Turenne did not take his dismissal well and requested the command of troops in Upper Languedoc, by way of compensation. Fortunately, he did not carry out his threat, which rather amused Henry who thereafter called him ‘the great unhanged’.

 

Navarre himself went to war, something he now relished almost as much as making love. The first Margot knew of it was when she received a letter from her husband in which he addressed her with great affection, apologizing for the decision he’d been obliged to make, and in leaving without even telling her.

‘Do not grieve,’ he urged her. ‘It is enough that one of us should be unhappy. I kiss your hands a million times.’

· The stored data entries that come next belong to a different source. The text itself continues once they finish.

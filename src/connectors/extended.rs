//! Extended Connector
//! REST dialect under `/api/v1`. Requests authenticate with an API key
//! header; mutating requests additionally carry an HMAC-SHA256 signature
//! over `timestamp + method + path + body` with the API secret. Markets
//! use `BASE-USD` native names; statuses arrive lowercase.

use std::collections::HashMap;
use std::time::Duration;

use async_trait::async_trait;
use chrono::{DateTime, Utc};
use hmac::{Hmac, Mac};
use parking_lot::{Mutex, RwLock};
use serde_json::{json, Value};
use sha2::Sha256;
use tokio::sync::mpsc;
use tokio::task::JoinHandle;
use tracing::{info, warn};

use super::rate_limit::RequestPacer;
use super::symbol::{canonical, SymbolMap};
use super::{
    AccountSnapshot, BookLevel, Channel, ConnectorConfig, Credentials, FundingInfo,
    MarketSnapshot, ModifyRequest, OrderAck, OrderBookSnapshot, OrderFilter, PlaceOrderRequest,
    PublicTrade, StreamUpdate, VenueConnector, VenueOrder, VenuePosition,
};
use crate::error::{GatewayError, Result};
use crate::models::{OrderKind, OrderSide, OrderStatus, PositionSide, TimeInForce, Venue};

type HmacSha256 = Hmac<Sha256>;

const STREAM_POLL_INTERVAL: Duration = Duration::from_secs(2);

#[derive(Clone, Default)]
struct ExtendedAuth {
    api_key: String,
    api_secret: String,
    vault: Option<i64>,
}

pub struct ExtendedConnector {
    config: ConnectorConfig,
    http: reqwest::Client,
    auth: RwLock<Option<ExtendedAuth>>,
    symbols: SymbolMap,
    pacer: RequestPacer,
    streams: Mutex<Vec<JoinHandle<()>>>,
}

impl ExtendedConnector {
    pub fn new(config: ConnectorConfig) -> Self {
        let http = reqwest::Client::builder()
            .timeout(config.request_timeout)
            .build()
            .expect("failed to build HTTP client");
        Self {
            pacer: RequestPacer::new(config.requests_per_minute),
            config,
            http,
            auth: RwLock::new(None),
            symbols: SymbolMap::new(),
            streams: Mutex::new(Vec::new()),
        }
    }

    fn auth_or_err(&self) -> Result<ExtendedAuth> {
        self.auth.read().clone().ok_or_else(|| {
            GatewayError::AuthenticationFailed("extended: not authenticated".to_string())
        })
    }

    fn sign(auth: &ExtendedAuth, method: &str, path: &str, body: &str, timestamp: i64) -> Result<String> {
        let message = format!("{timestamp}{method}{path}{body}");
        let mut mac = HmacSha256::new_from_slice(auth.api_secret.as_bytes())
            .map_err(|e| GatewayError::Internal(format!("HMAC key error: {e}")))?;
        mac.update(message.as_bytes());
        Ok(hex::encode(mac.finalize().into_bytes()))
    }

    async fn request(
        &self,
        method: reqwest::Method,
        path: &str,
        body: Option<Value>,
        authenticated: bool,
    ) -> Result<Value> {
        self.pacer.acquire().await;
        let url = format!("{}{}", self.config.rest_url, path);
        let body_text = body
            .as_ref()
            .map(|b| serde_json::to_string(b))
            .transpose()?
            .unwrap_or_default();

        let mut request = self.http.request(method.clone(), &url);
        if authenticated {
            let auth = self.auth_or_err()?;
            let timestamp = Utc::now().timestamp_millis();
            let signature = Self::sign(&auth, method.as_str(), path, &body_text, timestamp)?;
            request = request
                .header("X-Api-Key", &auth.api_key)
                .header("X-Signature", signature)
                .header("X-Timestamp", timestamp.to_string());
            if let Some(vault) = auth.vault {
                request = request.header("X-Vault", vault.to_string());
            }
        }
        if body.is_some() {
            request = request
                .header("Content-Type", "application/json")
                .body(body_text);
        }

        let response = request.send().await?;
        let status = response.status();
        if status.as_u16() == 429 {
            return Err(GatewayError::RateLimited {
                retry_after_secs: 1,
            });
        }
        if status.as_u16() == 404 {
            let text = response.text().await.unwrap_or_default();
            return Err(GatewayError::OrderNotFound(text));
        }
        if status.as_u16() == 401 || status.as_u16() == 403 {
            return Err(GatewayError::AuthenticationFailed(
                "extended rejected the API key".to_string(),
            ));
        }
        if !status.is_success() {
            let text = response.text().await.unwrap_or_default();
            let lower = text.to_lowercase();
            if lower.contains("margin") || lower.contains("balance") {
                return Err(GatewayError::InsufficientBalance(text));
            }
            if lower.contains("invalid") {
                return Err(GatewayError::InvalidOrder(text));
            }
            return Err(GatewayError::Venue(format!("HTTP {status}: {text}")));
        }
        Ok(response.json().await?)
    }

    async fn load_markets(&self) -> Result<()> {
        let response = self
            .request(reqwest::Method::GET, "/api/v1/info/markets", None, false)
            .await?;
        let markets = response["data"].as_array().cloned().unwrap_or_default();
        for market in &markets {
            if let Some(name) = market["name"].as_str() {
                self.symbols.insert(&canonical(name), name);
            }
        }
        info!(markets = markets.len(), "extended market catalog loaded");
        Ok(())
    }

    fn order_from_value(&self, entry: &Value) -> VenueOrder {
        let native = entry["market"].as_str().unwrap_or_default();
        VenueOrder {
            venue_order_id: id_string(&entry["id"]),
            client_order_id: entry["externalId"].as_str().map(String::from),
            symbol: self.symbols.canonical_for(native),
            side: OrderSide::from_str(entry["side"].as_str().unwrap_or_default())
                .unwrap_or(OrderSide::Buy),
            kind: match entry["type"].as_str().unwrap_or_default().to_lowercase().as_str() {
                "market" => OrderKind::Market,
                "conditional" | "stop" => OrderKind::Stop,
                "tpsl" => OrderKind::TakeProfit,
                _ => OrderKind::Limit,
            },
            status: map_status(entry["status"].as_str().unwrap_or_default()),
            quantity: parse_f64(&entry["qty"]),
            filled_quantity: parse_f64(&entry["filledQty"]),
            price: {
                let px = parse_f64(&entry["price"]);
                (px > 0.0).then_some(px)
            },
            stop_price: {
                let px = parse_f64(&entry["triggerPrice"]);
                (px > 0.0).then_some(px)
            },
            average_price: {
                let px = parse_f64(&entry["averagePrice"]);
                (px > 0.0).then_some(px)
            },
            fee: parse_f64(&entry["payedFee"]),
            time_in_force: TimeInForce::from_str(
                entry["timeInForce"].as_str().unwrap_or("GTC"),
            )
            .unwrap_or(TimeInForce::Gtc),
            created_at: entry["createdTime"]
                .as_str()
                .and_then(|s| DateTime::parse_from_rfc3339(s).ok())
                .map(|dt| dt.with_timezone(&Utc))
                .unwrap_or_else(Utc::now),
        }
    }
}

Navarre captured Cahors on 31 May 1580, proving himself yet again to be an able and resilient soldier. Henri Trois was predictably furious, both with his brother-in-law, and his recalcitrant sister whom he blamed entirely for this situation. Cahors, like Agen, was part of Margot’s marriage portion, therefore the King felt that she had betrayed him by allowing it to be taken by a Huguenot, even if he was her own husband. Henri called his procurator-general and cancelled all her rights to the town.

By early summer, Biron was drawing dangerously near to Gascony, and, in alarm, Margot wrote to her brother the King and the Queen Mother, begging them to declare Nérac neutral.

‘I pray you do not make war within three miles of it, and I will persuade my husband to agree to the same on behalf of the party of the new religion.’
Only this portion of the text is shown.